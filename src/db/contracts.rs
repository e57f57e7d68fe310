use anyhow::{Context, Result};
use chrono::Utc;
use sqlx::{Pool, Sqlite};

use super::row_helpers::{map_contract_row, map_joined_names};
use super::{unique_or, DuplicateError};
use crate::models::*;

const ACTIVE_CONTRACT_EXISTS: &str = "This property already has an active contract";

pub struct ContractRepo;

impl ContractRepo {
    pub async fn get_owned_active(
        pool: &Pool<Sqlite>,
        id: &str,
        landlord_id: &str,
    ) -> Result<Option<Contract>> {
        let row = sqlx::query(
            "SELECT * FROM contracts WHERE id = ? AND landlord_id = ? AND active = 1",
        )
        .bind(id)
        .bind(landlord_id)
        .fetch_optional(pool)
        .await?;
        row.as_ref().map(map_contract_row).transpose()
    }

    /// Active contracts of a landlord with property and tenant display data
    pub async fn list_active_details(
        pool: &Pool<Sqlite>,
        landlord_id: &str,
    ) -> Result<Vec<ContractDetails>> {
        let rows = sqlx::query(
            r#"
            SELECT c.*,
                   p.name AS property_name, p.address AS property_address,
                   u.full_name AS tenant_name, u.email AS tenant_email
            FROM contracts c
            JOIN properties p ON p.id = c.property_id
            JOIN users u ON u.id = c.tenant_id
            WHERE c.landlord_id = ? AND c.active = 1
            ORDER BY c.start_date DESC
            "#,
        )
        .bind(landlord_id)
        .fetch_all(pool)
        .await?;

        rows.iter()
            .map(|row| -> Result<ContractDetails> {
                let names = map_joined_names(row)?;
                Ok(ContractDetails {
                    contract: map_contract_row(row)?,
                    property_name: names.property_name,
                    property_address: names.property_address,
                    tenant_name: names.tenant_name,
                    tenant_email: names.tenant_email,
                })
            })
            .collect()
    }

    /// Insert a contract unless the property already has an active one.
    ///
    /// The check and the insert share a transaction; the partial unique
    /// index on active contracts catches anything that slips past the check.
    pub async fn create(
        pool: &Pool<Sqlite>,
        property: &Property,
        tenant: &User,
        req: &CreateContractRequest,
    ) -> Result<Contract> {
        let mut tx = pool.begin().await?;

        let existing: Option<(String,)> =
            sqlx::query_as("SELECT id FROM contracts WHERE property_id = ? AND active = 1")
                .bind(&property.id)
                .fetch_optional(&mut *tx)
                .await?;
        if existing.is_some() {
            return Err(DuplicateError::new(ACTIVE_CONTRACT_EXISTS).into());
        }

        let id = uuid::Uuid::new_v4().to_string();
        sqlx::query(
            r#"
            INSERT INTO contracts (id, property_id, tenant_id, landlord_id, start_date, end_date,
                                   rent_amount, due_day, active, created_at)
            VALUES (?, ?, ?, ?, ?, ?, ?, ?, 1, ?)
            "#,
        )
        .bind(&id)
        .bind(&property.id)
        .bind(&tenant.id)
        .bind(&property.landlord_id)
        .bind(req.start_date)
        .bind(req.end_date)
        .bind(req.rent_amount.to_string())
        .bind(i64::from(req.due_day))
        .bind(Utc::now())
        .execute(&mut *tx)
        .await
        .map_err(|e| unique_or(e, ACTIVE_CONTRACT_EXISTS))?;

        let row = sqlx::query("SELECT * FROM contracts WHERE id = ?")
            .bind(&id)
            .fetch_one(&mut *tx)
            .await
            .context("Contract not found after creation")?;
        let contract = map_contract_row(&row)?;

        tx.commit().await?;
        Ok(contract)
    }
}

TASK REQUIREMENTS: A complete, exact copy of the records is what is needed.

FINISHED TASK:
filename src/db/contracts.rs
repository e57f57e7d68fe310
use anyhow::{Context, Result};
use chrono::Utc;
use sqlx::{Pool, Sqlite};

use super::row_helpers::{map_contract_row, map_joined_names};
use super::{unique_or, DuplicateError};
use crate::models::*;

const ACTIVE_CONTRACT_EXISTS: &str = "This property already has an active contract";

pub struct ContractRepo;

impl ContractRepo {
    pub async fn get_owned_active(
        pool: &Pool<Sqlite>,
        id: &str,
        landlord_id: &str,
    ) -> Result<Option<Contract>> {
        let row = sqlx::query(
            "SELECT * FROM contracts WHERE id = ? AND landlord_id = ? AND active = 1",
        )
        .bind(id)
        .bind(landlord_id)
        .fetch_optional(pool)
        .await?;
        row.as_ref().map(map_contract_row).transpose()
    }

    /// Active contracts of a landlord with property and tenant display data
    pub async fn list_active_details(
        pool: &Pool<Sqlite>,
        landlord_id: &str,
    ) -> Result<Vec<ContractDetails>> {
        let rows = sqlx::query(
            r#"
            SELECT c.*,
                   p.name AS property_name, p.address AS property_address,
                   u.full_name AS tenant_name, u.email AS tenant_email
            FROM contracts c
            JOIN properties p ON p.id = c.property_id
            JOIN users u ON u.id = c.tenant_id
            WHERE c.landlord_id = ? AND c.active = 1
            ORDER BY c.start_date DESC
            "#,
        )
        .bind(landlord_id)
        .fetch_all(pool)
        .await?;

        rows.iter()
            .map(|row| -> Result<ContractDetails> {
                let names = map_joined_names(row)?;
                Ok(ContractDetails {
                    contract: map_contract_row(row)?,
                    property_name: names.property_name,
                    property_address: names.property_address,
                    tenant_name: names.tenant_name,
                    tenant_email: names.tenant_email,
                })
            })
            .collect()
    }

    /// Insert a contract unless the property already has an active one.
    ///
    /// The check and the insert share a transaction; the partial unique
    /// index on active contracts catches anything that slips past the check.
    pub async fn create(
        pool: &Pool<Sqlite>,
        property: &Property,
        tenant: &User,
        req: &CreateContractRequest,
    ) -> Result<Contract> {
        let mut tx = pool.begin().await?;

        let existing: Option<(String,)> =
            sqlx::query_as("SELECT id FROM contracts WHERE property_id = ? AND active = 1")
                .bind(&property.id)
                .fetch_optional(&mut *tx)
                .await?;
        if existing.is_some() {
            return Err(DuplicateError::new(ACTIVE_CONTRACT_EXISTS).into());
        }

        let id = uuid::Uuid::new_v4().to_string();
        sqlx::query(
            r#"
            INSERT INTO contracts (id, property_id, tenant_id, landlord_id, start_date, end_date,
                                   rent_amount, due_day, active, created_at)
            VALUES (?, ?, ?, ?, ?, ?, ?, ?, 1, ?)
            "#,
        )
        .bind(&id)
        .bind(&property.id)
        .bind(&tenant.id)
        .bind(&property.landlord_id)
        .bind(req.start_date)
        .bind(req.end_date)
        .bind(req.rent_amount.to_string())
        .bind(i64::from(req.due_day))
        .bind(Utc::now())
        .execute(&mut *tx)
        .await
        .map_err(|e| unique_or(e, ACTIVE_CONTRACT_EXISTS))?;

        let row = sqlx::query("SELECT * FROM contracts WHERE id = ?")
            .bind(&id)
            .fetch_one(&mut *tx)
            .await
            .context("Contract not found after creation")?;
        let contract = map_contract_row(&row)?;

        tx.commit().await?;
        Ok(contract)
    }
}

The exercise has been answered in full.